**Your goal**
Please return only the lines from the one holding "SessionOrchStats::bump(&self.stats.provision_adds);" through the one holding "s.state = SessionState::Fail;", exactly as they appear in the records below, both ends included.

Collection entries
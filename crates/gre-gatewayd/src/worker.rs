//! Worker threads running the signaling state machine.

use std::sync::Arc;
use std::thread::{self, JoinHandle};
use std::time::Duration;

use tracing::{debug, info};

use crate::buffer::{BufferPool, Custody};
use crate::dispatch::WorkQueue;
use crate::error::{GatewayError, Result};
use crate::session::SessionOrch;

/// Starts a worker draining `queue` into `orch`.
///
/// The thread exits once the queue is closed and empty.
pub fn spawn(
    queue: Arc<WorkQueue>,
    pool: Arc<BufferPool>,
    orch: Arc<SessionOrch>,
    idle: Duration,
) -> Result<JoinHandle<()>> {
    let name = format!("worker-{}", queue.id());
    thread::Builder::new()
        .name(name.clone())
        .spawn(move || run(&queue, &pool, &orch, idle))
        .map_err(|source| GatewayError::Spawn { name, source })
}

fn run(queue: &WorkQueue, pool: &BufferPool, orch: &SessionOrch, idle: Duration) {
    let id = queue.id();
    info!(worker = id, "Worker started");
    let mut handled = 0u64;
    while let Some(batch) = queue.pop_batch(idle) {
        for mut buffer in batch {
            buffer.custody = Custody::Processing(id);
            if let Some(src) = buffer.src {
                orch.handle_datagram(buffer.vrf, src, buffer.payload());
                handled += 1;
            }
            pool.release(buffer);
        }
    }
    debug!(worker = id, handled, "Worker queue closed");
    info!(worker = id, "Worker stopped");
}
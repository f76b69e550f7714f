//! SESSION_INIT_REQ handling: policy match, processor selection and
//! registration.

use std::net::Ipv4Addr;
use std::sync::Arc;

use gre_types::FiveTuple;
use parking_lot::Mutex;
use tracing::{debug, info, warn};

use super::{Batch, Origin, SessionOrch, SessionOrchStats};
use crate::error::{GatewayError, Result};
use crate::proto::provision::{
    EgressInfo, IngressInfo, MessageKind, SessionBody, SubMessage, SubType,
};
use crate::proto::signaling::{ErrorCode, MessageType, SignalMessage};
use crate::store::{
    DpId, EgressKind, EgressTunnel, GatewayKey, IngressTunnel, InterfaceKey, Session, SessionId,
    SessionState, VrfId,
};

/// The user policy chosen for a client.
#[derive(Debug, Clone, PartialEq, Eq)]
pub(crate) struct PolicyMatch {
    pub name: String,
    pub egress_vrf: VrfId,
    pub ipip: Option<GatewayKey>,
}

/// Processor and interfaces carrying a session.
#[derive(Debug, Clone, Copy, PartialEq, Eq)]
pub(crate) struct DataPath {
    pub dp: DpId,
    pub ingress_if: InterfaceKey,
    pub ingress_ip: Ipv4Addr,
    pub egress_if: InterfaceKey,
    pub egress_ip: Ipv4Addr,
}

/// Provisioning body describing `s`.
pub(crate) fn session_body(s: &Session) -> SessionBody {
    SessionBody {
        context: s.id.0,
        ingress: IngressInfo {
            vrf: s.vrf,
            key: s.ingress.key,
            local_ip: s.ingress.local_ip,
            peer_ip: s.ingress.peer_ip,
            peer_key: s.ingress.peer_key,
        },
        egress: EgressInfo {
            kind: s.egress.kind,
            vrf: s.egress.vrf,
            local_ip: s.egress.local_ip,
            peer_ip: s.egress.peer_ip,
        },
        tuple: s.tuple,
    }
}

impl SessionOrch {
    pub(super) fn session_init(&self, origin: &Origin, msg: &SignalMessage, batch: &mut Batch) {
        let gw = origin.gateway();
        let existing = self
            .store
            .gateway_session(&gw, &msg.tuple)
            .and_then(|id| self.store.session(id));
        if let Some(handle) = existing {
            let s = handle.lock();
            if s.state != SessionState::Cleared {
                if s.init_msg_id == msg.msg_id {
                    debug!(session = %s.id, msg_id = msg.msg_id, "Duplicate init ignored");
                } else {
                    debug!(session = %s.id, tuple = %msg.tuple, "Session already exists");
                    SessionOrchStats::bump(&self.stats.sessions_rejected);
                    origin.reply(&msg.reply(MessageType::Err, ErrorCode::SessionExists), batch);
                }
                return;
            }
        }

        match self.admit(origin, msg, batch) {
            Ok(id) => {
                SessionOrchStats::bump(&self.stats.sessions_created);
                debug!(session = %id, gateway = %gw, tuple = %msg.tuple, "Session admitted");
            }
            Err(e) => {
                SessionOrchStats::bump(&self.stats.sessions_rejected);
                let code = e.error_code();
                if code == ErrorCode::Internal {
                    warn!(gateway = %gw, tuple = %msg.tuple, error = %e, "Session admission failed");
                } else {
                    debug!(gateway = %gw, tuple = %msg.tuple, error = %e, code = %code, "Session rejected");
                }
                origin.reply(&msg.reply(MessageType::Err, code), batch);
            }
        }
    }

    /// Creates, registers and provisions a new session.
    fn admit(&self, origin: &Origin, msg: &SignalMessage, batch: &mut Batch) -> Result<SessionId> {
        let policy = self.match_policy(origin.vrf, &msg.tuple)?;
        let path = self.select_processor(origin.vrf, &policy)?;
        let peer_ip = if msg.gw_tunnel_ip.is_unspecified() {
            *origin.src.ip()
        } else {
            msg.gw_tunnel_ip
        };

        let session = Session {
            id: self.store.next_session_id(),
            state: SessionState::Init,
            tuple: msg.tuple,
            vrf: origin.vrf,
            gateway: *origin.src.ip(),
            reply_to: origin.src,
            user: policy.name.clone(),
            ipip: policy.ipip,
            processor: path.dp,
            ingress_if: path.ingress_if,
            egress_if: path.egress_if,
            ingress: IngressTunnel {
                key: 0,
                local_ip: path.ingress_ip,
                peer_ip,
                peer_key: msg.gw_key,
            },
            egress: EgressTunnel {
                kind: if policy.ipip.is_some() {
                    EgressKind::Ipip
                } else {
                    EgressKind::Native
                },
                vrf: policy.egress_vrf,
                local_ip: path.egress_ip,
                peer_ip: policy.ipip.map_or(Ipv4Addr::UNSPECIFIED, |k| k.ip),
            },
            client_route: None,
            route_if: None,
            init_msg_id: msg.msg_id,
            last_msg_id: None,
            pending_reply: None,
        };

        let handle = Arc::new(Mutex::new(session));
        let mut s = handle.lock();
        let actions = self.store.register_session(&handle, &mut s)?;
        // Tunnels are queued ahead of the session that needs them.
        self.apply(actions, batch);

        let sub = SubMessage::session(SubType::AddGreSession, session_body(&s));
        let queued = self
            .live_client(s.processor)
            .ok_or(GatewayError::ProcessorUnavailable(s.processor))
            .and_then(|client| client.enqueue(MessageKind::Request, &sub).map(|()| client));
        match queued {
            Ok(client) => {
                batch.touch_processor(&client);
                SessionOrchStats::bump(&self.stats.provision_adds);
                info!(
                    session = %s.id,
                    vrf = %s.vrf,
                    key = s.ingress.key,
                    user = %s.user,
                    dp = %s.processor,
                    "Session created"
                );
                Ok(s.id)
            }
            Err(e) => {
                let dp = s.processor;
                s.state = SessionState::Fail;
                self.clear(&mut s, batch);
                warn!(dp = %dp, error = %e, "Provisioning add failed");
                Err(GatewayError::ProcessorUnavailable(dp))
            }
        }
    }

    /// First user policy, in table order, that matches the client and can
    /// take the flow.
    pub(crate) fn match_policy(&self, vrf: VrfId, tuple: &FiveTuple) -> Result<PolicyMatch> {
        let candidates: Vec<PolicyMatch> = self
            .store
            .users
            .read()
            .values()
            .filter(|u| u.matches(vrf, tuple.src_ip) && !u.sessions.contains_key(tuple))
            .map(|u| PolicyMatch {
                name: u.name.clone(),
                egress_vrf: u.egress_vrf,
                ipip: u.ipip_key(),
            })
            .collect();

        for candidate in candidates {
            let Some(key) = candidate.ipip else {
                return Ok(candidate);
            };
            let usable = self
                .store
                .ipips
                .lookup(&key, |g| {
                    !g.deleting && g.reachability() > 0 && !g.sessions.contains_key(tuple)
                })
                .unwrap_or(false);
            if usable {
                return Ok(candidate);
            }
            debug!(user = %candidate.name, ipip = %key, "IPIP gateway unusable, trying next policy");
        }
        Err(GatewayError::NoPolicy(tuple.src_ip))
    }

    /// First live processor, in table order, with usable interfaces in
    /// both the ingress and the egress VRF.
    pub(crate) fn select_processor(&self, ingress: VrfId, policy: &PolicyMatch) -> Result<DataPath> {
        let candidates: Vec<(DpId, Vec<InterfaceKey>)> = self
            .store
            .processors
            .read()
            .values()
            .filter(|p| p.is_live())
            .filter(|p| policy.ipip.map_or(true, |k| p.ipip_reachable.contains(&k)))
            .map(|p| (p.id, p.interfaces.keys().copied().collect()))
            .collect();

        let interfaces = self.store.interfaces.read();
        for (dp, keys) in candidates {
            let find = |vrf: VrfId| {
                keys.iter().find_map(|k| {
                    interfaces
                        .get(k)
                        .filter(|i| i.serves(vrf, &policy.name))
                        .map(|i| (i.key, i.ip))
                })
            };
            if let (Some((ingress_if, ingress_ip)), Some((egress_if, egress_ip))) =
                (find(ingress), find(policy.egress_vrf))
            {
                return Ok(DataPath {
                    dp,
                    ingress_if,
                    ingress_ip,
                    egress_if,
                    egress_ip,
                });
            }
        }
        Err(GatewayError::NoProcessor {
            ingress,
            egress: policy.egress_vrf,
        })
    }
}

**Result of this exercise**
                SessionOrchStats::bump(&self.stats.provision_adds);
                info!(
                    session = %s.id,
                    vrf = %s.vrf,
                    key = s.ingress.key,
                    user = %s.user,
                    dp = %s.processor,
                    "Session created"
                );
                Ok(s.id)
            }
            Err(e) => {
                let dp = s.processor;
                s.state = SessionState::Fail;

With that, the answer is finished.